Starting with the line that contains "cycle after leaving" and stopping after the line that contains "cycle and a", return each line below exactly as written, with no others.

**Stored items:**
# # # # #

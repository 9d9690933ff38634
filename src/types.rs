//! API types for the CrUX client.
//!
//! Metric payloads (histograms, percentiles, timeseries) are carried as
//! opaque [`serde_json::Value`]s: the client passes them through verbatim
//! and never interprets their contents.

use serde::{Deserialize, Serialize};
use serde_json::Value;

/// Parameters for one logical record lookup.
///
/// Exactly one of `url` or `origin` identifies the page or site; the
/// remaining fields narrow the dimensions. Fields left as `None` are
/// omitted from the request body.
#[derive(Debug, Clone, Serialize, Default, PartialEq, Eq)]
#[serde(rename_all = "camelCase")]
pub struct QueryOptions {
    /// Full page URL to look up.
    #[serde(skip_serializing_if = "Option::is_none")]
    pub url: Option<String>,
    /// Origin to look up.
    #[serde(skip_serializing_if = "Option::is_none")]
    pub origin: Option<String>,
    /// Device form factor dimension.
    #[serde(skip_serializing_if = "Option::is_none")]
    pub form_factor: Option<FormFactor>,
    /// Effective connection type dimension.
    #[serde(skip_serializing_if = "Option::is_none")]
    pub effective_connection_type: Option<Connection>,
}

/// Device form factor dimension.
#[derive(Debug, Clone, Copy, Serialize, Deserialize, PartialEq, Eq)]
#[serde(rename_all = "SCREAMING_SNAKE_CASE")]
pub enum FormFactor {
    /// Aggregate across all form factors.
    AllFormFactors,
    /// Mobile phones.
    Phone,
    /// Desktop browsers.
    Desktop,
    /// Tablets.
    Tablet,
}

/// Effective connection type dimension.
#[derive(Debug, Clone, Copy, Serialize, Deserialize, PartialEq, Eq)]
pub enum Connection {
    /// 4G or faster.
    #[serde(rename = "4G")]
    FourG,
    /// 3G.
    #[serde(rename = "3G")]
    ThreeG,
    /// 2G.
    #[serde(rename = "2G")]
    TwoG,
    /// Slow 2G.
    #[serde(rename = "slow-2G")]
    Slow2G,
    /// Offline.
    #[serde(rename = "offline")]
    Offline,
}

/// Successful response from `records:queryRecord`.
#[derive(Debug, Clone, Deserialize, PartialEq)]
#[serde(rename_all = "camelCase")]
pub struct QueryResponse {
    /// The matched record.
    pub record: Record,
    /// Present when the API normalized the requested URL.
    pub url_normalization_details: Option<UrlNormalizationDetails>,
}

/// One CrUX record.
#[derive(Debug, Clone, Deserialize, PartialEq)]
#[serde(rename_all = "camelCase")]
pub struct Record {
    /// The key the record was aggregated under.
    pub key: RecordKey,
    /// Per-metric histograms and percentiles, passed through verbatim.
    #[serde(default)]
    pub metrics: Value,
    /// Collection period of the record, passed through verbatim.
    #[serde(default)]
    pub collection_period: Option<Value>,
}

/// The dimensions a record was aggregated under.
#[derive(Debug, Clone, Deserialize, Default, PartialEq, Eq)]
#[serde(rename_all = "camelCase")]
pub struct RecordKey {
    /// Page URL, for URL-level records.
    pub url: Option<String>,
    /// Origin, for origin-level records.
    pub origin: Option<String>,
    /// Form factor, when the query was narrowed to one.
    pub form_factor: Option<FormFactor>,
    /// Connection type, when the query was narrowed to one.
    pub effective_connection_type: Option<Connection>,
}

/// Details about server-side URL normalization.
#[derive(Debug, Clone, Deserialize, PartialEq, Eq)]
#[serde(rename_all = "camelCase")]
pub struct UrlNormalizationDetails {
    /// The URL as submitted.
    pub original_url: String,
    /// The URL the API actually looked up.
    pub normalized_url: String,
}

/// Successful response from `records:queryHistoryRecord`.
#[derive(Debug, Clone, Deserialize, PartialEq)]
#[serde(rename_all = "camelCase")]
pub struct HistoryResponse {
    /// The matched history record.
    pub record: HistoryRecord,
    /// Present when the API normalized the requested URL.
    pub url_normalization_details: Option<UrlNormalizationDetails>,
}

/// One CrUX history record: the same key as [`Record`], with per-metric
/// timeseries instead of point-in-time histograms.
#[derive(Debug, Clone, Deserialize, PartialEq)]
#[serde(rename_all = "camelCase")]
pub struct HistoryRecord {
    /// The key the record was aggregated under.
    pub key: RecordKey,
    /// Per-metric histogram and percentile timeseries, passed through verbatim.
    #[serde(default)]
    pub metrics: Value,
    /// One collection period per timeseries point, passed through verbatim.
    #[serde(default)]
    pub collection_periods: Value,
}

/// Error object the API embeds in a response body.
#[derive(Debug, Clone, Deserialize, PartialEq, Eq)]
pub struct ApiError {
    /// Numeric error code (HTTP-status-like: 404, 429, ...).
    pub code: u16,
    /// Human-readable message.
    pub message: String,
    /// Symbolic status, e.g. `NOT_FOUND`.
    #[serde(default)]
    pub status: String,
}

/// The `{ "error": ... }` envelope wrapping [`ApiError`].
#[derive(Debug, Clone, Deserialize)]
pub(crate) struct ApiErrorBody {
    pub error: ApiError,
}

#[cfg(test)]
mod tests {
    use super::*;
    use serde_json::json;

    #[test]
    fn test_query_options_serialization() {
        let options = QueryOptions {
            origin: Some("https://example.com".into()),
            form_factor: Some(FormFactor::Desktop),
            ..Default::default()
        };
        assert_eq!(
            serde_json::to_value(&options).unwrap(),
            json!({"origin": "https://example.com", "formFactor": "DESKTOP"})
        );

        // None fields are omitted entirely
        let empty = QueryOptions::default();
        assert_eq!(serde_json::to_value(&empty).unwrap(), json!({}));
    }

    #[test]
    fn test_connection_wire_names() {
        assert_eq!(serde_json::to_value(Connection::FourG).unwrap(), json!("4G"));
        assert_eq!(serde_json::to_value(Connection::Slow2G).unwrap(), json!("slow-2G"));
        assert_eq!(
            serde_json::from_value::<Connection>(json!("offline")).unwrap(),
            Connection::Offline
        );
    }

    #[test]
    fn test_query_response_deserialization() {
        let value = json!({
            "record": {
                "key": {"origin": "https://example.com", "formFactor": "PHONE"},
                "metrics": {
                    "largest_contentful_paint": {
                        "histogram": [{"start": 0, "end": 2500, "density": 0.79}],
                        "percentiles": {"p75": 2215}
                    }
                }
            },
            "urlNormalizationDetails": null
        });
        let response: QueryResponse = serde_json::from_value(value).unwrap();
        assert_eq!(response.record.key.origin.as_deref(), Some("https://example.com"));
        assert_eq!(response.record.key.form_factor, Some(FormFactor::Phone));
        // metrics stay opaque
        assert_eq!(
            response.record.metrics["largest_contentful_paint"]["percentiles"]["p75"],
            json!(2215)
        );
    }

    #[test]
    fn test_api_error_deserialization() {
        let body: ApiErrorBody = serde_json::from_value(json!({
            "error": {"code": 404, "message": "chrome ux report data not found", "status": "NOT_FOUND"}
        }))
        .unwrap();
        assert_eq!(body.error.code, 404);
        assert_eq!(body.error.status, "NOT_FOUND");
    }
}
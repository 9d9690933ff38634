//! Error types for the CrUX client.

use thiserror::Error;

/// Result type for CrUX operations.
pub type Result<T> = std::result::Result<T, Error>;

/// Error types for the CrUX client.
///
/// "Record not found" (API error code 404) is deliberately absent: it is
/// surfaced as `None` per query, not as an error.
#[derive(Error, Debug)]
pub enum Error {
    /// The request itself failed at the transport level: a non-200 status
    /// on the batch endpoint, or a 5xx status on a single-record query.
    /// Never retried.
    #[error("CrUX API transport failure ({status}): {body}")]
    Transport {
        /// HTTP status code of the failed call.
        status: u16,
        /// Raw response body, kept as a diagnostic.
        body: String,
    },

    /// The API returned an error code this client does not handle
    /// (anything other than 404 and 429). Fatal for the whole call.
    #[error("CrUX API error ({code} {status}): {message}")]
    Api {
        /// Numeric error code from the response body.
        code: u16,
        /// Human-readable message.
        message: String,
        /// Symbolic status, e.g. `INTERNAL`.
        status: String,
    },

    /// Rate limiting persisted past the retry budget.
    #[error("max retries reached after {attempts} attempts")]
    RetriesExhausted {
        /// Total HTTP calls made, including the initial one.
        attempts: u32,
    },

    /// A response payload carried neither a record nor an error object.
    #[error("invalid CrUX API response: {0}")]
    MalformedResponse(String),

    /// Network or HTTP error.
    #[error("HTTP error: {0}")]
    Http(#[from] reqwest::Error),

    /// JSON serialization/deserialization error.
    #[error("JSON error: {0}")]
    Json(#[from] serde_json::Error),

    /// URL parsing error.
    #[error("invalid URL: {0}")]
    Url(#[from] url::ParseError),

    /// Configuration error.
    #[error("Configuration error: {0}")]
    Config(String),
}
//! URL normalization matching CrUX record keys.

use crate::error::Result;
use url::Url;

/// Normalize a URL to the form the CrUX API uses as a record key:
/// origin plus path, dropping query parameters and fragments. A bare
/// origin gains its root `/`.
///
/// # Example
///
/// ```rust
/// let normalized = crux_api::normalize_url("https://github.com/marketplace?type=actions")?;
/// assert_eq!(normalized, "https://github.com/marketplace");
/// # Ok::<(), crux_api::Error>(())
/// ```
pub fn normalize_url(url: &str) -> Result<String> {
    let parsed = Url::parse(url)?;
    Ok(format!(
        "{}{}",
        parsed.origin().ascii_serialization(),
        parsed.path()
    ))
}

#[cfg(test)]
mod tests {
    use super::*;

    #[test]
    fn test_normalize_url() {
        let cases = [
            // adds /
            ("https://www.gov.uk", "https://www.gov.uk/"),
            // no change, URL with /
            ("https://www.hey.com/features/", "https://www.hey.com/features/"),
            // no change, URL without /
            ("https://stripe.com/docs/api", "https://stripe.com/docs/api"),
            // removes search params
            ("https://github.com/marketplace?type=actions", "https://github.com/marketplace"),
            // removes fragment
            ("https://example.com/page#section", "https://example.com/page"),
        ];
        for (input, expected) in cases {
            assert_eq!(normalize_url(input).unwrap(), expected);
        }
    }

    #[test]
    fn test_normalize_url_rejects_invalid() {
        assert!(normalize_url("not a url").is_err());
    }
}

# # # # #

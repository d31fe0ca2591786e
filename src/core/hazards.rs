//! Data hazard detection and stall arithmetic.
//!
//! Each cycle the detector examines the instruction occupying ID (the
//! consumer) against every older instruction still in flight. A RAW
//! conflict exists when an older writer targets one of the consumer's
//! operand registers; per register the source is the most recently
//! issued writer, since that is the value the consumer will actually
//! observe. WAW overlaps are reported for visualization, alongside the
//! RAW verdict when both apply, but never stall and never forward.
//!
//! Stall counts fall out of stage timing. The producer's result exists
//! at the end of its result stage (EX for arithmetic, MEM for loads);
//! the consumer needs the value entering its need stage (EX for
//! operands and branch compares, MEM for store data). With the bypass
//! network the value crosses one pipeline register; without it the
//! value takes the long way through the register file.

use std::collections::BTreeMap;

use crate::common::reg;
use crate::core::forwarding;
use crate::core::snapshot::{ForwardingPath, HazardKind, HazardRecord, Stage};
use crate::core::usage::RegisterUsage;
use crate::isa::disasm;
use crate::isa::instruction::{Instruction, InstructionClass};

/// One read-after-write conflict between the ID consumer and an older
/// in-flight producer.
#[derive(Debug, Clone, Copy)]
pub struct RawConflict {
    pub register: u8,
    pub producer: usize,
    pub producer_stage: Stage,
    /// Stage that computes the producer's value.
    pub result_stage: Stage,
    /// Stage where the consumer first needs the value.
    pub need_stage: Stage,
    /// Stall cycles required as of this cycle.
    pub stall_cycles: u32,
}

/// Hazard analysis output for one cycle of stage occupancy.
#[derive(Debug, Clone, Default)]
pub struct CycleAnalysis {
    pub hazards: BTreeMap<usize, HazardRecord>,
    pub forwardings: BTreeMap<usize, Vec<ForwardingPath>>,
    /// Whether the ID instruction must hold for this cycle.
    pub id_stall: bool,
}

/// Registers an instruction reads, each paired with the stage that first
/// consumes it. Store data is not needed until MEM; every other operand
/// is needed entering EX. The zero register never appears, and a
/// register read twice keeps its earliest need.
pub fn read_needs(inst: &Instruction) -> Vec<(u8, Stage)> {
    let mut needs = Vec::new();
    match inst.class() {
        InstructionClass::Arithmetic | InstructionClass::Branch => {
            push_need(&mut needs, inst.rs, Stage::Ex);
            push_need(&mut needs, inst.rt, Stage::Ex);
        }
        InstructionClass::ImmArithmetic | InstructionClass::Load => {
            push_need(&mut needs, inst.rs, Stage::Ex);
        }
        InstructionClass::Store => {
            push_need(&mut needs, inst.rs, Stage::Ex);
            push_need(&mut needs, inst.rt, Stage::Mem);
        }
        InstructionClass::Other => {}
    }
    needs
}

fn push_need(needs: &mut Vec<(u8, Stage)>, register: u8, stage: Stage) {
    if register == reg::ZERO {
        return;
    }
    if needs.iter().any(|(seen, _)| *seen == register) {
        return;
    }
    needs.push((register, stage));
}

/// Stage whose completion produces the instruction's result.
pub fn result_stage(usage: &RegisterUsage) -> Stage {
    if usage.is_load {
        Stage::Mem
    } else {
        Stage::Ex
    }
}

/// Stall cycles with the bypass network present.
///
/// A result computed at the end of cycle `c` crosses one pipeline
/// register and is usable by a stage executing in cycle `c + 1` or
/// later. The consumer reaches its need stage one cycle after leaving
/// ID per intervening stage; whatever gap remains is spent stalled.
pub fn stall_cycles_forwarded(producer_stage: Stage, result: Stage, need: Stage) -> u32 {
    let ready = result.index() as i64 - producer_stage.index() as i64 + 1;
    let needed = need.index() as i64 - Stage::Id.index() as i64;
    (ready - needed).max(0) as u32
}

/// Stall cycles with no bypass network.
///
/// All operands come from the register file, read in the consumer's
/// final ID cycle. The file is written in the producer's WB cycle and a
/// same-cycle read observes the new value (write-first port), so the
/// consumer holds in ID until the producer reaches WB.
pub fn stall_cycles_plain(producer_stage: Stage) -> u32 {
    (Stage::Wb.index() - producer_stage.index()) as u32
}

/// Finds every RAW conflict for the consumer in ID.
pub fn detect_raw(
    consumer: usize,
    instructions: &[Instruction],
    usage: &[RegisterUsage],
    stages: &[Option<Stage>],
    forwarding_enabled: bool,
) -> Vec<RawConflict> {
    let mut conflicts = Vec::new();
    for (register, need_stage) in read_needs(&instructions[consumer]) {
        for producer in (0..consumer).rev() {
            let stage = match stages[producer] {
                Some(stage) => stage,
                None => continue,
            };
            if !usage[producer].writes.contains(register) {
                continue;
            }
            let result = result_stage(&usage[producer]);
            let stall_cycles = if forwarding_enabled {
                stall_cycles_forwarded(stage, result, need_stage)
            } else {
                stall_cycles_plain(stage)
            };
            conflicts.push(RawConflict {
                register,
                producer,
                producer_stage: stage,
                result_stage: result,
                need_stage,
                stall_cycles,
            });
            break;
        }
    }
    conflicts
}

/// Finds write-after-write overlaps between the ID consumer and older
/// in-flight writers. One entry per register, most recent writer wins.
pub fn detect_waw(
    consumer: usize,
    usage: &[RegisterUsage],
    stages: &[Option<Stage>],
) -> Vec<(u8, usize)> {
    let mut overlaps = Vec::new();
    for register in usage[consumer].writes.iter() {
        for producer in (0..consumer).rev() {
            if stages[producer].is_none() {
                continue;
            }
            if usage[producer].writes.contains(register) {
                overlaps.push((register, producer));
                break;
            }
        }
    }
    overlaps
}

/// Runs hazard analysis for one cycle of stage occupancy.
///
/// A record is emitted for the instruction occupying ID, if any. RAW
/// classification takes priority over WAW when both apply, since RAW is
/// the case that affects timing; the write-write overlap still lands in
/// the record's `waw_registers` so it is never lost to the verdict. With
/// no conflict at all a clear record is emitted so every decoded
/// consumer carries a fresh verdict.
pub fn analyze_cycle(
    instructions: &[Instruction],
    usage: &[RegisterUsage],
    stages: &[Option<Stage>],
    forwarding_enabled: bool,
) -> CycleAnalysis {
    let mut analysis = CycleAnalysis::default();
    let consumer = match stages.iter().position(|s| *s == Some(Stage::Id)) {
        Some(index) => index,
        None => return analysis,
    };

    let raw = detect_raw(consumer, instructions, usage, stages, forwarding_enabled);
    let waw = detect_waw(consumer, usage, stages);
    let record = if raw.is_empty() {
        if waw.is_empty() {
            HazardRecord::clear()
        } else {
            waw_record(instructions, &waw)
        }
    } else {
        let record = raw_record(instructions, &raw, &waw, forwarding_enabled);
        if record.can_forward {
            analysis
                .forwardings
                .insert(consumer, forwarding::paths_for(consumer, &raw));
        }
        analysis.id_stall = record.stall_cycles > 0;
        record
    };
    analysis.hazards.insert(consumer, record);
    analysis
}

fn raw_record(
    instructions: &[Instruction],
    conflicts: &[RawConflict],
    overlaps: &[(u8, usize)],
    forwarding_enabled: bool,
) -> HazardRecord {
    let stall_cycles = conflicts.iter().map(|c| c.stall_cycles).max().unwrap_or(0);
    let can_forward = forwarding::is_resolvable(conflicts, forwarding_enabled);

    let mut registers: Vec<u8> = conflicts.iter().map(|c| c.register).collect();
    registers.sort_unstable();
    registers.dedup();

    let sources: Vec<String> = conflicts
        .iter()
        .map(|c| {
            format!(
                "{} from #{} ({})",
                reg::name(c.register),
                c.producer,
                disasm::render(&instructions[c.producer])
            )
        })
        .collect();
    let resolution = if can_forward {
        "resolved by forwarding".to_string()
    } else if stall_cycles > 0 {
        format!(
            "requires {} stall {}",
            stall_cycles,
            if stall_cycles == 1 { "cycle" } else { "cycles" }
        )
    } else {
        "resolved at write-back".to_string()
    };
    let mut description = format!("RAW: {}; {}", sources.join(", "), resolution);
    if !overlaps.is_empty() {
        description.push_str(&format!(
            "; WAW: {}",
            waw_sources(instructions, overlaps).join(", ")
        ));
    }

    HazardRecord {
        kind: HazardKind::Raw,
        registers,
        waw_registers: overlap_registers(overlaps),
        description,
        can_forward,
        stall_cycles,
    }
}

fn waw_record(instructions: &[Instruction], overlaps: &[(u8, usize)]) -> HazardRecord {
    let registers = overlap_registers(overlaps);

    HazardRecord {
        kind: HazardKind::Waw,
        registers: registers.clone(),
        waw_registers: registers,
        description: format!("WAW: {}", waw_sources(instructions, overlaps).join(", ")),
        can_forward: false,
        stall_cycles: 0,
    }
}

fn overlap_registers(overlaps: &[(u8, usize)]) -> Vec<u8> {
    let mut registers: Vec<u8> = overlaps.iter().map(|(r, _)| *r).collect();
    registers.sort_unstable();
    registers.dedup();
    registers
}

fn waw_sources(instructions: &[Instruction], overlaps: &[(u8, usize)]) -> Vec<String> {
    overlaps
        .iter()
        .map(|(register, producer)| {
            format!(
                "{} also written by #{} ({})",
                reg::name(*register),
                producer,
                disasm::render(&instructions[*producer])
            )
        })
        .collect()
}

# # # # #

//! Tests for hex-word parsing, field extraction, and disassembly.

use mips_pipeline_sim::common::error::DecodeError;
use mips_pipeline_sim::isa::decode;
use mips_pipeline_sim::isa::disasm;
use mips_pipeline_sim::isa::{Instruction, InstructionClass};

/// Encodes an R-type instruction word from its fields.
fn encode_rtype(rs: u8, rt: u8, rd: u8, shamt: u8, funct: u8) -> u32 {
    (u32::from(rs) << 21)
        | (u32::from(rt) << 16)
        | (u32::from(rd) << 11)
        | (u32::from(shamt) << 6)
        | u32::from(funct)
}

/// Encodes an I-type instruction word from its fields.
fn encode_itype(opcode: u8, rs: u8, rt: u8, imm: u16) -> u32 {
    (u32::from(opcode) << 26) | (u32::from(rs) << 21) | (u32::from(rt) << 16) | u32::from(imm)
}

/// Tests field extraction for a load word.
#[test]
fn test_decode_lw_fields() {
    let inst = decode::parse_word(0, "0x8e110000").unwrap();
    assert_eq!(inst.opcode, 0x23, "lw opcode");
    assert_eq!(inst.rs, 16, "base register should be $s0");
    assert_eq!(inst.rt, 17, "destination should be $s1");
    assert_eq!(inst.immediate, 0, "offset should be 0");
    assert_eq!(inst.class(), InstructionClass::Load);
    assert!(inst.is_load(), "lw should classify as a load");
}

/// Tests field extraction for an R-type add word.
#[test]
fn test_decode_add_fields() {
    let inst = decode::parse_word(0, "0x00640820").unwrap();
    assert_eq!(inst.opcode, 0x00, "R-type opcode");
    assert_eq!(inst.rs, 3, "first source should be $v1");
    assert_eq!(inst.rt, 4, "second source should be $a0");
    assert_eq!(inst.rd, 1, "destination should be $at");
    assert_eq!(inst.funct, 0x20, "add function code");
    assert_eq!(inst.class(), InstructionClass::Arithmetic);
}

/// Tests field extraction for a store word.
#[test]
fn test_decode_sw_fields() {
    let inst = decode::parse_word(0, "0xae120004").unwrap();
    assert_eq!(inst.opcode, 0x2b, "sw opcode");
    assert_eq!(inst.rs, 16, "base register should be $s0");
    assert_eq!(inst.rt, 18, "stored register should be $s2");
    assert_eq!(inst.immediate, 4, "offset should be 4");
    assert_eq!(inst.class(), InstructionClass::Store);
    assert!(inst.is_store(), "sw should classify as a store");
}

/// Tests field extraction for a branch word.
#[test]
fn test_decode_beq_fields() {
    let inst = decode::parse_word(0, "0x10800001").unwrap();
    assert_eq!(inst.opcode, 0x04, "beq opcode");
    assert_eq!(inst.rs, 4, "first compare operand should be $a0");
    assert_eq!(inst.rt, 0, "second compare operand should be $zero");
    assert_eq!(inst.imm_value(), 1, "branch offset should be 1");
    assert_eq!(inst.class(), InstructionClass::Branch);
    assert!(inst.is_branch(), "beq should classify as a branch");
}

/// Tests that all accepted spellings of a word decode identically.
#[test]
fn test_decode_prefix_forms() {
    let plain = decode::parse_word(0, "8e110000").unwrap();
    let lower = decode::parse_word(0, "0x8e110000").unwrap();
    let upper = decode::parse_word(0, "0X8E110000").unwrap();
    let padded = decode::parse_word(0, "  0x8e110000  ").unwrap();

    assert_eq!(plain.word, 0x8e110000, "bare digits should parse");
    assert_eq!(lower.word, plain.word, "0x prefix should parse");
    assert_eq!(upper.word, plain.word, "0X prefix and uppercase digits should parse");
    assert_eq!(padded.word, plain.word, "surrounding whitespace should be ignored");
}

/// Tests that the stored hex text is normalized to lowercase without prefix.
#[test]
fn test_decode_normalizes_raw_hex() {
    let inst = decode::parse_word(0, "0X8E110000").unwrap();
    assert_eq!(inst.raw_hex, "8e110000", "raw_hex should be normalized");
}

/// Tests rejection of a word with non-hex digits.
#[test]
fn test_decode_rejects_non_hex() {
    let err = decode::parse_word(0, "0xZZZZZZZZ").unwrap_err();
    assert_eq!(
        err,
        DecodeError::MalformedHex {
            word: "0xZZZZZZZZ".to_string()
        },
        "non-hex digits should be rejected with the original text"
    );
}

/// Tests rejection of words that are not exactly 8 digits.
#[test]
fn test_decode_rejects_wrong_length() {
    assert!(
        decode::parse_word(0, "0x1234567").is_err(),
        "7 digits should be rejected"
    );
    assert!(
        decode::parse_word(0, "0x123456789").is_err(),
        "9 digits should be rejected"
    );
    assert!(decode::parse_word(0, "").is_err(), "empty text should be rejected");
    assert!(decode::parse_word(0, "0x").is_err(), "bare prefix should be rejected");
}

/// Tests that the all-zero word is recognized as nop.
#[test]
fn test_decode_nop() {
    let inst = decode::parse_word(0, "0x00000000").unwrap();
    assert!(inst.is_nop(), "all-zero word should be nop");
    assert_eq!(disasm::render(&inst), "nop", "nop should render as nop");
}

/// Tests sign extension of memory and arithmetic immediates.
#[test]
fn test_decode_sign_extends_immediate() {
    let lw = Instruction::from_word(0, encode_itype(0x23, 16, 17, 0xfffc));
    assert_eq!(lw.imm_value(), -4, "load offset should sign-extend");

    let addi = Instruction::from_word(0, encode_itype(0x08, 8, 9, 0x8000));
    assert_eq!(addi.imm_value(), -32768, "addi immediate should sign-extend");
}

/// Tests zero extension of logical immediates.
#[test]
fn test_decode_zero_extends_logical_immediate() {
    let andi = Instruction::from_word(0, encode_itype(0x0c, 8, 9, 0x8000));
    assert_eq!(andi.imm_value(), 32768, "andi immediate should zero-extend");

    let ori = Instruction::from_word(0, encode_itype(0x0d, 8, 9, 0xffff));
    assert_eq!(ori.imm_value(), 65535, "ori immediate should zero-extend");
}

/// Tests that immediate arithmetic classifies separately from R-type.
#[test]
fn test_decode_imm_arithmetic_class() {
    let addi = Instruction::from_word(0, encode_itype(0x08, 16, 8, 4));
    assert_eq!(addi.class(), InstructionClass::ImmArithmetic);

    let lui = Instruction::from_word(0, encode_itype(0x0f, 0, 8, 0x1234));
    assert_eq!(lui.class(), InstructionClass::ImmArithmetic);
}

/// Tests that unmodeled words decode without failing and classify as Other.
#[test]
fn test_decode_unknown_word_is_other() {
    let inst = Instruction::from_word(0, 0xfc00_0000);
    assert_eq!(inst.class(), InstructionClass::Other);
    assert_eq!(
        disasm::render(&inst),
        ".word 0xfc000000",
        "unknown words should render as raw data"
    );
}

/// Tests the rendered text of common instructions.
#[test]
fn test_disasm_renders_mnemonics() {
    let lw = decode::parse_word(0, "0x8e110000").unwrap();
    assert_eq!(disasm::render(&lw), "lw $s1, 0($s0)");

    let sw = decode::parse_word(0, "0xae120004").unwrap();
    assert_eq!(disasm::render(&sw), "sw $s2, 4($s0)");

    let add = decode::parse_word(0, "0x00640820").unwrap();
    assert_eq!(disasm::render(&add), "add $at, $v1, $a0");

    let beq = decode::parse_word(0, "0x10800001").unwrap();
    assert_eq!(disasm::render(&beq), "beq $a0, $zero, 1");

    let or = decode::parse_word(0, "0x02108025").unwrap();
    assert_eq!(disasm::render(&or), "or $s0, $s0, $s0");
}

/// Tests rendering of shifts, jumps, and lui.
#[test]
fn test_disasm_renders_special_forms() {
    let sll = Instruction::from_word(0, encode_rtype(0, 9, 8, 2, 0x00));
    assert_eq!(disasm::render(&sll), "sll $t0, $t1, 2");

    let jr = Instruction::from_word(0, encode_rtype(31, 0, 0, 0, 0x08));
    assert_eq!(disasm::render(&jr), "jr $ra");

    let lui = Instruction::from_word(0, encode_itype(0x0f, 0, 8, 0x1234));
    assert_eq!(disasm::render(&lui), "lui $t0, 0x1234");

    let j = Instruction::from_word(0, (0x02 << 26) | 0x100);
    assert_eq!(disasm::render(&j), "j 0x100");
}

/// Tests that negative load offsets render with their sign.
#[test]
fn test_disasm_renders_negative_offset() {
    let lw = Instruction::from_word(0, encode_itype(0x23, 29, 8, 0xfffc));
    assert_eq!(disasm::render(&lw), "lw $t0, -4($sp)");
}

# # # # #

**Solved exercise:**
/// later. The consumer reaches its need stage one cycle after leaving
/// ID per intervening stage; whatever gap remains is spent stalled.
pub fn stall_cycles_forwarded(producer_stage: Stage, result: Stage, need: Stage) -> u32 {
    let ready = result.index() as i64 - producer_stage.index() as i64 + 1;
    let needed = need.index() as i64 - Stage::Id.index() as i64;
    (ready - needed).max(0) as u32
}

/// Stall cycles with no bypass network.
///
/// All operands come from the register file, read in the consumer's
/// final ID cycle. The file is written in the producer's WB cycle and a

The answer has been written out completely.